[PATCH 04/12] device-dax: Kill dax_kmem_res

From: Dan Williams
Date: Mon Mar 23 2020 - 20:11:04 EST


Several related issues around this unneeded attribute:

- The dax_kmem_res property allows the kmem driver to stash the adjusted
resource range that was used for the hotplug operation, but that can be
recalculated from the original base range.

- kmem is using an open coded release_resource() + kfree() when an
idiomatic release_mem_region() is sufficient.

- The driver managed resource need only manage the busy flag. Other flags
are of no concern to the kmem driver. In fact if kmem inherits some
memory range that add_memory() rejects that is a memory-hotplug-core
policy that the driver is in no position to override.

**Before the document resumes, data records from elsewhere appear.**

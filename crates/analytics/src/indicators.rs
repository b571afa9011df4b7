//! Technical indicators over a closing-price column.
//!
//! Each function returns one entry per input close. Windowed indicators yield
//! `None` until their window has filled.

use crate::error::AnalyticsError;
use serde::{Deserialize, Serialize};
use ta::Next;
use ta::indicators::MovingAverageConvergenceDivergence as Macd;

pub const RSI_PERIOD: usize = 14;
pub const MACD_FAST: usize = 12;
pub const MACD_SLOW: usize = 26;
pub const MACD_SIGNAL: usize = 9;
pub const BOLLINGER_PERIOD: usize = 20;
pub const BOLLINGER_WIDTH: f64 = 2.0;

/// One MACD reading: the fast/slow EMA spread, its signal EMA and their gap.
#[derive(Debug, Clone, Copy, PartialEq, Serialize, Deserialize)]
pub struct MacdPoint {
    pub macd: f64,
    pub signal: f64,
    pub histogram: f64,
}

#[derive(Debug, Clone, Copy, PartialEq, Serialize, Deserialize)]
pub struct BollingerBand {
    pub middle: f64,
    pub upper: f64,
    pub lower: f64,
}

/// The indicator overlays of a price chart, computed with the standard periods.
#[derive(Debug, Clone, PartialEq, Serialize, Deserialize)]
pub struct TechnicalIndicators {
    pub rsi: Vec<Option<f64>>,
    pub macd: Vec<MacdPoint>,
    pub bollinger: Vec<Option<BollingerBand>>,
}

impl TechnicalIndicators {
    /// RSI(14), MACD(12, 26, 9) and Bollinger bands (20, 2σ) of `closes`.
    pub fn from_closes(closes: &[f64]) -> Result<Self, AnalyticsError> {
        Ok(Self {
            rsi: rsi(closes, RSI_PERIOD)?,
            macd: macd(closes, MACD_FAST, MACD_SLOW, MACD_SIGNAL)?,
            bollinger: bollinger_bands(closes, BOLLINGER_PERIOD, BOLLINGER_WIDTH)?,
        })
    }

    /// Most recent RSI reading, if any window has filled.
    pub fn latest_rsi(&self) -> Option<f64> {
        self.rsi.last().copied().flatten()
    }
}

/// Trailing simple moving average over `window` values.
pub fn simple_moving_average(values: &[f64], window: usize) -> Result<Vec<Option<f64>>, AnalyticsError> {
    require_window("moving average", window, 1)?;

    Ok((0..values.len())
        .map(|i| {
            trailing(values, i, window).map(|w| w.iter().sum::<f64>() / window as f64)
        })
        .collect())
}

/// Relative strength index from simple averages of gains and losses.
///
/// The first close has no prior day, so the first reading lands at index
/// `period`. A window without any price movement has no RSI.
pub fn rsi(closes: &[f64], period: usize) -> Result<Vec<Option<f64>>, AnalyticsError> {
    require_window("RSI", period, 1)?;

    let mut out = vec![None; closes.len()];
    let deltas: Vec<f64> = closes.windows(2).map(|w| w[1] - w[0]).collect();

    for (i, slot) in out.iter_mut().enumerate().skip(period) {
        // deltas[j] is the change into close j + 1
        let window = &deltas[i - period..i];
        let gain = window.iter().map(|d| d.max(0.0)).sum::<f64>() / period as f64;
        let loss = window.iter().map(|d| (-d).max(0.0)).sum::<f64>() / period as f64;

        *slot = match (gain, loss) {
            (g, l) if g == 0.0 && l == 0.0 => None,
            (_, l) if l == 0.0 => Some(100.0),
            (g, l) => Some(100.0 - 100.0 / (1.0 + g / l)),
        };
    }

    Ok(out)
}

/// MACD line, signal line and histogram.
///
/// The EMAs are seeded with the first close, so every close has a reading.
pub fn macd(
    closes: &[f64],
    fast: usize,
    slow: usize,
    signal: usize,
) -> Result<Vec<MacdPoint>, AnalyticsError> {
    let mut indicator = Macd::new(fast, slow, signal).map_err(|e| {
        AnalyticsError::InvalidInput(format!(
            "MACD periods ({fast}, {slow}, {signal}) are invalid: {e:?}"
        ))
    })?;

    Ok(closes
        .iter()
        .map(|close| {
            let out = indicator.next(*close);
            MacdPoint {
                macd: out.macd,
                signal: out.signal,
                histogram: out.histogram,
            }
        })
        .collect())
}

/// Moving average with bands `width` sample standard deviations either side.
pub fn bollinger_bands(
    closes: &[f64],
    period: usize,
    width: f64,
) -> Result<Vec<Option<BollingerBand>>, AnalyticsError> {
    // A sample standard deviation needs two values.
    require_window("Bollinger bands", period, 2)?;
    if !width.is_finite() || width < 0.0 {
        return Err(AnalyticsError::InvalidInput(format!(
            "Bollinger band width must be a non-negative number, got {width}"
        )));
    }

    Ok((0..closes.len())
        .map(|i| {
            trailing(closes, i, period).map(|w| {
                let middle = w.iter().sum::<f64>() / period as f64;
                let variance =
                    w.iter().map(|c| (c - middle).powi(2)).sum::<f64>() / (period - 1) as f64;
                let band = width * variance.sqrt();
                BollingerBand {
                    middle,
                    upper: middle + band,
                    lower: middle - band,
                }
            })
        })
        .collect())
}

/// The `window` values ending at index `i`, once that many exist.
fn trailing(values: &[f64], i: usize, window: usize) -> Option<&[f64]> {
    (i + 1 >= window).then(|| &values[i + 1 - window..=i])
}

fn require_window(name: &str, window: usize, min: usize) -> Result<(), AnalyticsError> {
    if window < min {
        return Err(AnalyticsError::InvalidInput(format!(
            "{name} window must be at least {min}, got {window}"
        )));
    }
    Ok(())
}

#[cfg(test)]
mod tests {
    use super::*;

    const EPS: f64 = 1e-9;

    #[test]
    fn moving_average_waits_for_a_full_window() {
        let sma = simple_moving_average(&[1.0, 2.0, 3.0, 4.0], 3).unwrap();
        assert_eq!(sma[0], None);
        assert_eq!(sma[1], None);
        assert!((sma[2].unwrap() - 2.0).abs() < EPS);
        assert!((sma[3].unwrap() - 3.0).abs() < EPS);
    }

    #[test]
    fn zero_windows_are_rejected() {
        assert!(simple_moving_average(&[1.0], 0).is_err());
        assert!(rsi(&[1.0], 0).is_err());
        assert!(bollinger_bands(&[1.0, 2.0], 1, 2.0).is_err());
        assert!(macd(&[1.0], 0, 26, 9).is_err());
    }

    #[test]
    fn rsi_first_reading_needs_period_changes() {
        let closes: Vec<f64> = (0..20).map(|i| 100.0 + i as f64).collect();
        let values = rsi(&closes, 14).unwrap();
        assert!(values[..14].iter().all(Option::is_none));
        assert_eq!(values[14], Some(100.0));
    }

    #[test]
    fn rsi_balances_gains_and_losses() {
        // +2, -1 alternating: average gain 1.0, average loss 0.5 over 4 changes
        let closes = [10.0, 12.0, 11.0, 13.0, 12.0];
        let values = rsi(&closes, 4).unwrap();
        let expected = 100.0 - 100.0 / (1.0 + 2.0);
        assert!((values[4].unwrap() - expected).abs() < EPS);
    }

    #[test]
    fn flat_prices_have_no_rsi_and_falling_prices_hit_zero() {
        assert_eq!(rsi(&[5.0; 6], 3).unwrap()[5], None);
        assert_eq!(rsi(&[6.0, 5.0, 4.0, 3.0], 3).unwrap()[3], Some(0.0));
    }

    #[test]
    fn macd_follows_first_value_seeded_emas() {
        let closes = [10.0, 11.0, 12.5, 12.0, 13.0, 15.0];
        let points = macd(&closes, 2, 4, 3).unwrap();

        let ema = |span: f64, values: &[f64]| -> Vec<f64> {
            let k = 2.0 / (span + 1.0);
            let mut current = values[0];
            values
                .iter()
                .map(|v| {
                    current = k * v + (1.0 - k) * current;
                    current
                })
                .collect()
        };
        let fast = ema(2.0, &closes);
        let slow = ema(4.0, &closes);
        let line: Vec<f64> = fast.iter().zip(&slow).map(|(f, s)| f - s).collect();
        let signal = ema(3.0, &line);

        assert_eq!(points.len(), closes.len());
        assert_eq!(points[0].macd, 0.0);
        for (i, p) in points.iter().enumerate() {
            assert!((p.macd - line[i]).abs() < EPS);
            assert!((p.signal - signal[i]).abs() < EPS);
            assert!((p.histogram - (line[i] - signal[i])).abs() < EPS);
        }
    }

    #[test]
    fn bollinger_bands_use_sample_std_dev() {
        let closes = [2.0, 4.0, 4.0, 4.0, 5.0, 5.0, 7.0, 9.0];
        let bands = bollinger_bands(&closes, 8, 2.0).unwrap();
        assert!(bands[..7].iter().all(Option::is_none));

        let band = bands[7].unwrap();
        let sample_std = (32.0f64 / 7.0).sqrt();
        assert!((band.middle - 5.0).abs() < EPS);
        assert!((band.upper - (5.0 + 2.0 * sample_std)).abs() < EPS);
        assert!((band.lower - (5.0 - 2.0 * sample_std)).abs() < EPS);
    }

    #[test]
    fn standard_indicators_cover_every_close() {
        let closes: Vec<f64> = (0..40).map(|i| 100.0 + (i as f64 / 3.0).sin() * 5.0).collect();
        let indicators = TechnicalIndicators::from_closes(&closes).unwrap();

        assert_eq!(indicators.rsi.len(), 40);
        assert_eq!(indicators.macd.len(), 40);
        assert_eq!(indicators.bollinger.len(), 40);
        assert!(indicators.bollinger[18].is_none());
        assert!(indicators.bollinger[19].is_some());

        let latest = indicators.latest_rsi().unwrap();
        assert!((0.0..=100.0).contains(&latest));
    }

    #[test]
    fn empty_closes_give_empty_indicators() {
        let indicators = TechnicalIndicators::from_closes(&[]).unwrap();
        assert!(indicators.rsi.is_empty());
        assert_eq!(indicators.latest_rsi(), None);
    }
}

- The implementation trusts that failed remove_memory() results in the
entire resource range remaining pinned busy. The driver need not make
that layering violation assumption and just maintain the busy state in
its local resource.

- The "Hot-remove not yet implemented." comment is stale as of commit
9f960da72b25 ("device-dax: "Hotremove" persistent memory that is used
like normal RAM")

Cc: David Hildenbrand <david@xxxxxxxxxx>
Cc: Vishal Verma <vishal.l.verma@xxxxxxxxx>
Cc: Dave Hansen <dave.hansen@xxxxxxxxxxxxxxx>
Cc: Pavel Tatashin <pasha.tatashin@xxxxxxxxxx>
Signed-off-by: Dan Williams <dan.j.williams@xxxxxxxxx>
---
drivers/dax/dax-private.h | 2 -
drivers/dax/kmem.c | 104 +++++++++++++++++++--------------------------
2 files changed, 43 insertions(+), 63 deletions(-)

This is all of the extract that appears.